Oh, I like Handel a great deal, I listen to him with great enthusiasm and rather frequently (and occasionally perform and stage stuff).  But I just couldn't find the "maguffin" in THEODORA, despite some pretty music in it..  it's not a stage piece by nature, and there are some awful hiatuses in the action.  I couldn't really believe at all in Theodora's charismatic cultists, and that was my main problem with the production...  I had no sympathy for them at all Wink  Neither, though, are the baddies very bad... they are rather like panto villains, who just revel in being very naughty but have no credible advantage from being so. The persecution of Theodora's cult doesn't ring true... WHY do they want to persecute them?  (something more could have been made of that in the libretto, the "fear of the other", or a religion which threatens the rule of an earthly monarch... but these themes aren't developed in the drama).  The ending is clever, certainly, and it makes for a haunting picture at the final curtain (good rule of thumb to observe generally).  I think the production has tried very hard to prise a drama out of something that well, isn't one.  A good show ought to have "something to say", some more substantial moral conclusion which runs deeper than its subject matter...  THEODORA isn't much more than the sum of its parts, though.
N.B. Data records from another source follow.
//! Peer certificate check for incoming gRPC connections.
//!
//! TLS material loading and channel bootstrap are external collaborators;
//! this crate only answers one question: does the peer certificate on a
//! request carry the common/alternative name we expect.

pub mod cert_generation;
pub mod error;
pub mod san_validation;

pub use cert_generation::{generate_dev_certificates, CertificateBundle};
pub use error::{TlsError, TlsResult};
pub use san_validation::{extract_san_entries, validate_san, SanEntry};

/// Peer identity extracted from a tonic request's TLS connection info.
pub struct PeerCertificate {
    pub pem: String,
}

/// Given a request's peer certificate and the common name the caller
/// expects to see, returns `Ok(())` or a `TlsError` describing the mismatch.
pub fn check_peer(peer: &PeerCertificate, expected_common_name: &str) -> TlsResult<()> {
    validate_san(&peer.pem, std::slice::from_ref(&expected_common_name.to_string()))
}
//! Thin publish/subscribe facade the rest of the core talks to instead of
//! touching a broker client directly. `KafkaEventBus` is the production
//! implementation; `InMemoryEventBus` backs unit tests for callers that only
//! care about dispatch, not transport.

use std::collections::HashMap;
use std::future::Future;
use std::pin::Pin;
use std::sync::Arc;
use std::time::Duration;

use async_trait::async_trait;
use chrono::{DateTime, Utc};
use serde::{de::DeserializeOwned, Deserialize, Serialize};
use tokio::sync::mpsc;
use tracing::{error, warn};
use uuid::Uuid;

pub const KEYSET_UPDATED: &str = "keyset_updated";
pub const USER_DELETED: &str = "user_deleted";

const SCHEMA_VERSION: u32 = 1;

#[derive(Debug, thiserror::Error)]
pub enum EventBusError {
    #[error("publish failed: {0}")]
    Publish(String),
    #[error("subscribe failed: {0}")]
    Subscribe(String),
    #[error("payload decode failed: {0}")]
    Decode(#[from] serde_json::Error),
}

/// Wire envelope every event travels in, independent of transport.
#[derive(Debug, Clone, Serialize, Deserialize)]
pub struct Envelope {
    pub event_id: Uuid,
    pub timestamp: DateTime<Utc>,
    pub schema_version: u32,
    pub source: String,
    pub event_type: String,
    #[serde(default)]
    pub metadata: HashMap<String, String>,
    pub payload: serde_json::Value,
}

impl Envelope {
    pub fn new(source: impl Into<String>, event_type: impl Into<String>, payload: impl Serialize) -> Result<Self, EventBusError> {
        Ok(Self {
            event_id: Uuid::new_v4(),
            timestamp: Utc::now(),
            schema_version: SCHEMA_VERSION,
            source: source.into(),
            event_type: event_type.into(),
            metadata: HashMap::new(),
            payload: serde_json::to_value(payload)?,
        })
    }

    pub fn with_metadata(mut self, key: impl Into<String>, value: impl Into<String>) -> Self {
        self.metadata.insert(key.into(), value.into());
        self
    }

    pub fn payload_as<T: DeserializeOwned>(&self) -> Result<T, EventBusError> {
        Ok(serde_json::from_value(self.payload.clone())?)
    }
}

/// `user_deleted` payload: cascade-delete every token owned by `user_id`.
#[derive(Debug, Clone, Serialize, Deserialize)]
pub struct UserDeletedPayload {
    pub user_id: String,
}

/// `keyset_updated` carries no data; its arrival is the signal.
#[derive(Debug, Clone, Serialize, Deserialize, Default)]
pub struct KeysetUpdatedPayload {}

#[async_trait]
pub trait EventBus: Send + Sync {
    async fn publish(&self, envelope: Envelope) -> Result<(), EventBusError>;

    /// Subscribe `queue` (the consumer group) to `event_type`. Returns a
    /// channel fed by a background task; matching envelopes for other event
    /// types on the same topic are dropped, not buffered.
    async fn subscribe(&self, queue: &str, event_type: &str) -> Result<mpsc::Receiver<Envelope>, EventBusError>;
}

const SUBSCRIBE_CHANNEL_CAPACITY: usize = 128;

pub struct KafkaEventBus {
    producer: rdkafka::producer::FutureProducer,
    topic: String,
    brokers: String,
}

impl KafkaEventBus {
    pub fn new(brokers: &str, topic: &str) -> Result<Self, EventBusError> {
        use rdkafka::config::ClientConfig;
        use rdkafka::producer::FutureProducer;

        let producer: FutureProducer = ClientConfig::new()
            .set("bootstrap.servers", brokers)
            .set("client.id", "auth-server")
            .set("message.timeout.ms", "30000")
            .create()
            .map_err(|e| EventBusError::Publish(format!("failed to build kafka producer: {e}")))?;

        Ok(Self {
            producer,
            topic: topic.to_string(),
            brokers: brokers.to_string(),
        })
    }
}

#[async_trait]
impl EventBus for KafkaEventBus {
    async fn publish(&self, envelope: Envelope) -> Result<(), EventBusError> {
        use rdkafka::producer::FutureRecord;

        let payload = serde_json::to_vec(&envelope)?;
        let record = FutureRecord::to(&self.topic)
            .key(&envelope.event_type)
            .payload(&payload);

        self.producer
            .send(record, Duration::from_secs(30))
            .await
            .map_err(|(e, _)| EventBusError::Publish(e.to_string()))?;

        Ok(())
    }

    async fn subscribe(&self, queue: &str, event_type: &str) -> Result<mpsc::Receiver<Envelope>, EventBusError> {
        use rdkafka::config::ClientConfig;
        use rdkafka::consumer::{Consumer, StreamConsumer};
        use rdkafka::message::Message;

        let consumer: StreamConsumer = ClientConfig::new()
            .set("bootstrap.servers", &self.brokers)
            .set("group.id", queue)
            .set("enable.auto.commit", "true")
            .set("auto.offset.reset", "latest")
            .set("session.timeout.ms", "10000")
            .create()
            .map_err(|e| EventBusError::Subscribe(format!("failed to build kafka consumer: {e}")))?;

        consumer
            .subscribe(&[&self.topic])
            .map_err(|e| EventBusError::Subscribe(format!("failed to subscribe to {}: {e}", self.topic)))?;

        let (tx, rx) = mpsc::channel(SUBSCRIBE_CHANNEL_CAPACITY);
        let wanted = event_type.to_string();
        let topic = self.topic.clone();

        tokio::spawn(async move {
            loop {
                match consumer.recv().await {
                    Ok(message) => {
                        let Some(payload) = message.payload() else { continue };
                        match serde_json::from_slice::<Envelope>(payload) {
                            Ok(envelope) if envelope.event_type == wanted => {
                                if tx.send(envelope).await.is_err() {
                                    return;
                                }
                            }
                            Ok(_) => {}
                            Err(e) => warn!(%topic, error = %e, "dropping undecodable event envelope"),
                        }
                    }
                    Err(e) => {
                        error!(%topic, queue = %wanted, error = %e, "kafka consume error, retrying");
                        tokio::time::sleep(Duration::from_secs(5)).await;
                    }
                }
            }
        });

        Ok(rx)
    }
}

/// In-process test double: a broadcast fan-out keyed by event type, with no
/// network dependency. Used by callers' own unit tests, not by production code.
pub struct InMemoryEventBus {
    sender: tokio::sync::broadcast::Sender<Envelope>,
}

impl InMemoryEventBus {
    pub fn new() -> Self {
        let (sender, _) = tokio::sync::broadcast::channel(SUBSCRIBE_CHANNEL_CAPACITY);
        Self { sender }
    }
}

impl Default for InMemoryEventBus {
    fn default() -> Self {
        Self::new()
    }
}

#[async_trait]
impl EventBus for InMemoryEventBus {
    async fn publish(&self, envelope: Envelope) -> Result<(), EventBusError> {
        // No subscribers is not an error: events are fire-and-forget.
        let _ = self.sender.send(envelope);
        Ok(())
    }

    async fn subscribe(&self, _queue: &str, event_type: &str) -> Result<mpsc::Receiver<Envelope>, EventBusError> {
        let mut broadcast_rx = self.sender.subscribe();
        let (tx, rx) = mpsc::channel(SUBSCRIBE_CHANNEL_CAPACITY);
        let wanted = event_type.to_string();

        tokio::spawn(async move {
            loop {
                match broadcast_rx.recv().await {
                    Ok(envelope) if envelope.event_type == wanted => {
                        if tx.send(envelope).await.is_err() {
                            return;
                        }
                    }
                    Ok(_) => {}
                    Err(tokio::sync::broadcast::error::RecvError::Lagged(_)) => continue,
                    Err(tokio::sync::broadcast::error::RecvError::Closed) => return,
                }
            }
        });

        Ok(rx)
    }
}

type HandlerFuture = Pin<Box<dyn Future<Output = ()> + Send>>;
pub type Handler = Arc<dyn Fn(Envelope) -> HandlerFuture + Send + Sync>;

/// Composition-time registry: one subscription per (queue, event_type),
/// fanning out to whatever handler each component registered.
pub struct Dispatcher {
    bus: Arc<dyn EventBus>,
    queue: String,
}

impl Dispatcher {
    pub fn new(bus: Arc<dyn EventBus>, queue: impl Into<String>) -> Self {
        Self { bus, queue: queue.into() }
    }

    pub async fn register(&self, event_type: &str, handler: Handler) -> Result<(), EventBusError> {
        let mut rx = self.bus.subscribe(&self.queue, event_type).await?;
        let event_type = event_type.to_string();
        tokio::spawn(async move {
            while let Some(envelope) = rx.recv().await {
                handler(envelope).await;
            }
            warn!(event_type = %event_type, "event dispatch channel closed");
        });
        Ok(())
    }
}

#[cfg(test)]
mod tests {
    use super::*;

    #[tokio::test]
    async fn in_memory_bus_delivers_only_matching_event_type() {
        let bus = InMemoryEventBus::new();
        let mut rx = bus.subscribe("test-queue", KEYSET_UPDATED).await.unwrap();

        bus.publish(Envelope::new("test", USER_DELETED, UserDeletedPayload { user_id: "u1".into() }).unwrap())
            .await
            .unwrap();
        bus.publish(Envelope::new("test", KEYSET_UPDATED, KeysetUpdatedPayload::default()).unwrap())
            .await
            .unwrap();

        let received = tokio::time::timeout(Duration::from_secs(1), rx.recv())
            .await
            .unwrap()
            .unwrap();
        assert_eq!(received.event_type, KEYSET_UPDATED);
    }

    #[tokio::test]
    async fn envelope_round_trips_typed_payload() {
        let envelope = Envelope::new("test", USER_DELETED, UserDeletedPayload { user_id: "u1".into() }).unwrap();
        let decoded: UserDeletedPayload = envelope.payload_as().unwrap();
        assert_eq!(decoded.user_id, "u1");
    }

    #[tokio::test]
    async fn dispatcher_fans_out_to_registered_handler() {
        let bus = Arc::new(InMemoryEventBus::new());
        let dispatcher = Dispatcher::new(bus.clone(), "test-queue");
        let (done_tx, mut done_rx) = mpsc::channel(1);

        dispatcher
            .register(
                USER_DELETED,
                Arc::new(move |envelope: Envelope| {
                    let done_tx = done_tx.clone();
                    Box::pin(async move {
                        let payload: UserDeletedPayload = envelope.payload_as().unwrap();
                        let _ = done_tx.send(payload.user_id).await;
                    })
                }),
            )
            .await
            .unwrap();

        bus.publish(Envelope::new("test", USER_DELETED, UserDeletedPayload { user_id: "u42".into() }).unwrap())
            .await
            .unwrap();

        let user_id = tokio::time::timeout(Duration::from_secs(1), done_rx.recv())
            .await
            .unwrap()
            .unwrap();
        assert_eq!(user_id, "u42");
    }
}
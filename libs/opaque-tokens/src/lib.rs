//! Opaque token codec: checksummed, prefixed, base64-encoded random strings
//! that index a server-side token record without carrying any claims of
//! their own.
//!
//! Wire format: `<prefix>_<base64url(seed + "_" + lower-hex(crc32_ieee(seed)))>`

use auth_entity::AuthError;
use base64::Engine;
use rand::Rng;

const SEED_LEN: usize = 16;
const SEED_ALPHABET: &[u8] = b"ABCDEFGHIJKLMNOPQRSTUVWXYZabcdefghijklmnopqrstuvwxyz";

/// The two credential kinds an opaque token can encode. Distinct from
/// `auth_entity::TokenType` because the wire prefix is a codec-level
/// concern, not a data-model one.
#[derive(Debug, Clone, Copy, PartialEq, Eq)]
pub enum OpaquePrefix {
    Refresh,
    Access,
}

impl OpaquePrefix {
    fn as_str(self) -> &'static str {
        match self {
            OpaquePrefix::Refresh => "dfr",
            OpaquePrefix::Access => "dfa",
        }
    }

    pub fn parse(s: &str) -> Result<Self, AuthError> {
        match s {
            "dfr" => Ok(OpaquePrefix::Refresh),
            "dfa" => Ok(OpaquePrefix::Access),
            _ => Err(AuthError::InvalidTokenType),
        }
    }
}

impl From<auth_entity::TokenType> for OpaquePrefix {
    fn from(t: auth_entity::TokenType) -> Self {
        match t {
            auth_entity::TokenType::Refresh => OpaquePrefix::Refresh,
            auth_entity::TokenType::Access => OpaquePrefix::Access,
        }
    }
}

fn random_seed() -> String {
    let mut rng = rand::rngs::OsRng;
    (0..SEED_LEN)
        .map(|_| {
            let idx = rng.gen_range(0..SEED_ALPHABET.len());
            SEED_ALPHABET[idx] as char
        })
        .collect()
}

fn checksum_hex(seed: &str) -> String {
    format!("{:x}", crc32fast::hash(seed.as_bytes()))
}

/// Generate a fresh opaque token of the given kind. Returns `(encoded, seed)`;
/// `seed` is also the server-side record id.
pub fn generate(prefix: OpaquePrefix) -> (String, String) {
    let seed = random_seed();
    let payload = format!("{}_{}", seed, checksum_hex(&seed));
    let encoded = base64::engine::general_purpose::URL_SAFE.encode(payload.as_bytes());
    (format!("{}_{}", prefix.as_str(), encoded), seed)
}

/// Decode and validate an opaque token, returning its seed.
pub fn decode(expected_prefix: OpaquePrefix, encoded: &str) -> Result<String, AuthError> {
    let want_prefix = format!("{}_", expected_prefix.as_str());
    let prefix_bytes = match encoded.as_bytes().get(..4) {
        Some(bytes) => bytes,
        None => return Err(AuthError::MalformedToken),
    };
    if prefix_bytes != want_prefix.as_bytes() {
        return Err(AuthError::MalformedToken);
    }

    // `prefix_bytes` matched an ASCII-only prefix, so byte offset 4 is a char boundary.
    let rest = &encoded[4..];
    let decoded = base64::engine::general_purpose::URL_SAFE
        .decode(rest)
        .map_err(|_| AuthError::MalformedToken)?;
    let decoded = String::from_utf8(decoded).map_err(|_| AuthError::MalformedToken)?;

    let (seed, suffix) = decoded.split_once('_').ok_or(AuthError::MalformedToken)?;
    if suffix != checksum_hex(seed) {
        return Err(AuthError::MalformedToken);
    }

    Ok(seed.to_string())
}
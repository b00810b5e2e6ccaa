//! Appcast Feed - signature injection for Sparkle appcast feeds.
//!
//! This crate provides:
//! - [`SignatureMap`]: asset name → base64 signature, persisted as JSON
//! - [`FeedDocument`]: a lossless parse of an appcast into text and
//!   `<enclosure>` tags
//! - [`patch`] / [`patch_file`]: add `sparkle:edSignature` to matching
//!   enclosures without touching anything else
//!
//! # Example
//!
//! ```
//! use appcast_feed::{SignatureMap, patch};
//!
//! let mut signatures = SignatureMap::new();
//! signatures.insert("App-1.0.zip", "c2lnbmF0dXJl");
//!
//! let feed = r#"<enclosure url="https://example.com/App-1.0.zip" length="10" />"#;
//! let patched = patch(feed, &signatures);
//! assert_eq!(
//!     patched.text,
//!     r#"<enclosure url="https://example.com/App-1.0.zip" length="10" sparkle:edSignature="c2lnbmF0dXJl" />"#
//! );
//! ```

#![deny(unsafe_code)]
#![deny(missing_docs)]
#![deny(clippy::all)]
#![warn(unreachable_pub)]
#![deny(clippy::unwrap_used)]
#![cfg_attr(test, allow(clippy::unwrap_used))]

mod document;
mod error;
mod fsutil;
mod patcher;
mod signature_map;

pub use document::{ENCLOSURE, EnclosureTag, FeedDocument};
pub use error::{FeedError, FeedResult};
pub use patcher::{ED_SIGNATURE_ATTR, FeedPatchOutcome, Patched, asset_name, patch, patch_file};
pub use signature_map::SignatureMap;
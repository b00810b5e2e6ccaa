//! Check a signature map against the assets it describes.

use std::path::Path;

use appcast_crypto::{PublicKey, Signature, SignatureEngine};
use appcast_feed::SignatureMap;
use tracing::{debug, warn};

use crate::error::{CliError, CliResult};

/// Per-asset verification results. Each map entry lands in exactly one list.
#[derive(Debug, Clone, Default, PartialEq, Eq)]
pub struct VerifyReport {
    /// Assets whose signature checks out.
    pub verified: Vec<String>,
    /// Assets whose signature is malformed or does not match the contents.
    pub mismatched: Vec<String>,
    /// Entries whose asset file is absent.
    pub missing: Vec<String>,
}

impl VerifyReport {
    /// Whether every entry verified.
    #[must_use]
    pub fn is_success(&self) -> bool {
        self.mismatched.is_empty() && self.missing.is_empty()
    }
}

/// Parse a public key given either as a file path or as base64 text.
///
/// # Errors
///
/// Returns [`CliError::Io`] if the file exists but cannot be read, or
/// [`CliError::Crypto`] if the key is not 32 base64-encoded bytes.
pub fn load_public_key(arg: &str) -> CliResult<PublicKey> {
    let path = Path::new(arg);
    let text = if path.is_file() {
        std::fs::read_to_string(path).map_err(CliError::io(path))?
    } else {
        arg.to_owned()
    };
    Ok(PublicKey::from_base64(text.trim())?)
}

/// Verify each entry of `signatures` against `<assets_dir>/<asset>`.
#[must_use]
pub fn verify_assets(public_key: &PublicKey, assets_dir: &Path, signatures: &SignatureMap) -> VerifyReport {
    let mut report = VerifyReport::default();

    for (asset, encoded) in signatures.iter() {
        let path = assets_dir.join(asset);
        let Ok(bytes) = std::fs::read(&path) else {
            warn!(asset, path = %path.display(), "asset missing");
            report.missing.push(asset.to_owned());
            continue;
        };

        let verified = Signature::from_base64(encoded)
            .and_then(|signature| SignatureEngine::verify(public_key, &bytes, &signature));
        match verified {
            Ok(()) => {
                debug!(asset, "signature verified");
                report.verified.push(asset.to_owned());
            },
            Err(e) => {
                warn!(asset, error = %e, "signature mismatch");
                report.mismatched.push(asset.to_owned());
            },
        }
    }

    report
}
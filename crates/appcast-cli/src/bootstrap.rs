//! Shared start-up for the binaries: configuration, then logging.

use std::path::Path;

use anyhow::Context;
use appcast_config::SignerConfig;
use appcast_telemetry::{LogConfig, LogFormat, setup_logging};

/// Load the configuration and install the global subscriber.
///
/// `verbose` forces the `debug` level. Logging is set up even when the
/// configuration is rejected, so the error that follows is still logged.
///
/// # Errors
///
/// Returns an error if the configuration cannot be loaded.
pub fn init(config_path: Option<&Path>, verbose: bool) -> anyhow::Result<SignerConfig> {
    let working_dir = std::env::current_dir().context("cannot determine the working directory")?;
    let loaded = appcast_config::load(config_path, &working_dir);

    let mut log_config = match &loaded {
        Ok(config) => LogConfig::from_section(&config.logging).unwrap_or_default(),
        Err(_) => LogConfig::new("warn").with_format(LogFormat::Compact),
    };
    if verbose {
        "debug".clone_into(&mut log_config.level);
    }
    if let Err(e) = setup_logging(&log_config) {
        eprintln!("Failed to initialize logging: {e}");
    }

    loaded.context("failed to load configuration")
}
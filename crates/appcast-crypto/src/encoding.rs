//! Standard base64 encoding for keys and signatures.

use base64::Engine;
use base64::engine::general_purpose::STANDARD;

use crate::error::{CryptoError, CryptoResult};

/// Encode bytes as standard (padded) base64.
#[must_use]
pub fn encode(bytes: impl AsRef<[u8]>) -> String {
    STANDARD.encode(bytes)
}

/// Decode standard base64 text.
///
/// Surrounding whitespace is ignored.
///
/// # Errors
///
/// Returns [`CryptoError::InvalidBase64Encoding`] if the text is not valid base64.
pub fn decode(text: &str) -> CryptoResult<Vec<u8>> {
    STANDARD
        .decode(text.trim())
        .map_err(|_| CryptoError::InvalidBase64Encoding)
}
Turning to OEDIPUS R however, there is lots of drama in there! And double-layered parallel - "the assassin of the King is a King" in parallel with "the cure for the Plague has itself brought a Plague".  And despite the tendency towards "oratorio" there are some moments of intense emotion - not least Jocasta's horror at the realisation of the identity of her lover.  The interplay of heavenly powers with earthly realities is another theme that could be brought out...  we sit back and calmly accept as "fact" stories about the Golden Apple setting the Trojan War in motion...  or the Oracle speaking truth, or Creon...  but suppose there ARE no "gods"?  Suppose it's all a heap of hokum invented to justify the otherwise-unacceptable behaviour of men??  This has been a theme in opera since the earliest days of the form...  CORONATION OF POPPEA begins with a Prologue in which Goddesses sport over the fate of Men...  but, ummm, in staunchly Roman-Catholic Italy do we really believe in Greek Gods?  Aren't they just a salve to the consciences of sinners?  Are the "gods" directing Oedipus... or is he just a sword-happy bed-hopping hooligan?   Anyhow, plenty of material in there for at least three different productions of the piece Smiley

Ta for the offer, but THEODORA is very well-sung and well-played, and I'll hang onto the disk for the sound, at least Smiley

PS Ollie, what were you going to say about the use of the exit-aria convention in TAMERLANO?  It's a piece that's absorbing a lot of my interest currently, so all input gratefully received...
« Last Edit: 13:36:49, 25-08-2007 by Reiner Torheit » Logged

"I was, for several months, mutely in love with a coloratura soprano, who seemed to me to have wafted straight from Paradise to the stage of the Odessa Opera-House"
-  Leon Trotsky, "My Life"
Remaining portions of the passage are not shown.